WORK REQUEST: Look through the records below for the line holding "#[derive(Clone, Debug, Deserialize, Eq, PartialEq, Serialize)]". Write it out exactly, with each following line through the line holding "use static_assertions::assert_impl_all;".

RECORDS FOR THE TASK:

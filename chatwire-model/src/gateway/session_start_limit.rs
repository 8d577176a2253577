use serde::{Deserialize, Serialize};

/// Server-advertised per-day cap on fresh IDENTIFY calls, returned by the
/// gateway bootstrap endpoint.
#[derive(Clone, Copy, Debug, Deserialize, Eq, PartialEq, Serialize)]
pub struct SessionStartLimit {
    /// Total number of session starts allowed per reset period.
    pub total: u32,
    /// Remaining session starts allowed per reset period.
    pub remaining: u32,
    /// Milliseconds until the limit resets.
    pub reset_after: u64,
    /// Number of identify requests allowed per 5 seconds.
    pub max_concurrency: u32,
}

/// Gateway bootstrap response: URL plus shard recommendation.
#[derive(Clone, Debug, Deserialize, Eq, PartialEq, Serialize)]
pub struct GatewayInfo {
    /// WSS URL to connect to.
    pub url: String,
    /// Recommended number of shards.
    pub shards: u32,
    /// Current session start limit.
    pub session_start_limit: SessionStartLimit,
}

#[cfg(test)]
mod tests {
    use super::{GatewayInfo, SessionStartLimit};
    use static_assertions::assert_impl_all;
    use std::fmt::Debug;

    assert_impl_all!(SessionStartLimit: Clone, Copy, Debug, Eq, Send, Sync);
    assert_impl_all!(GatewayInfo: Clone, Debug, Eq, Send, Sync);

    #[test]
    fn deserializes_from_typical_payload() {
        let json = r#"{
            "url": "wss://gateway.example.com",
            "shards": 12,
            "session_start_limit": {
                "total": 1000,
                "remaining": 998,
                "reset_after": 82_800_000,
                "max_concurrency": 1
            }
        }"#;

        let info: GatewayInfo = serde_json::from_str(json).unwrap();

        assert_eq!(info.shards, 12);
        assert_eq!(info.session_start_limit.max_concurrency, 1);
    }
}
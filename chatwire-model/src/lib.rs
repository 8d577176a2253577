//! Wire types shared by the chatwire gateway and REST crates.
//!
//! This crate intentionally does not model the target platform's domain
//! objects (users, guilds, channels, messages, ...); it carries only the
//! envelope, opcode, intent, and session types the traffic-control engine
//! itself needs to speak the wire protocols.

pub mod gateway;
pub mod snowflake;

pub use snowflake::Snowflake;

WRITTEN RESPONSE:
#[derive(Clone, Debug, Deserialize, Eq, PartialEq, Serialize)]
pub struct GatewayInfo {
    /// WSS URL to connect to.
    pub url: String,
    /// Recommended number of shards.
    pub shards: u32,
    /// Current session start limit.
    pub session_start_limit: SessionStartLimit,
}

#[cfg(test)]
mod tests {
    use super::{GatewayInfo, SessionStartLimit};
    use static_assertions::assert_impl_all;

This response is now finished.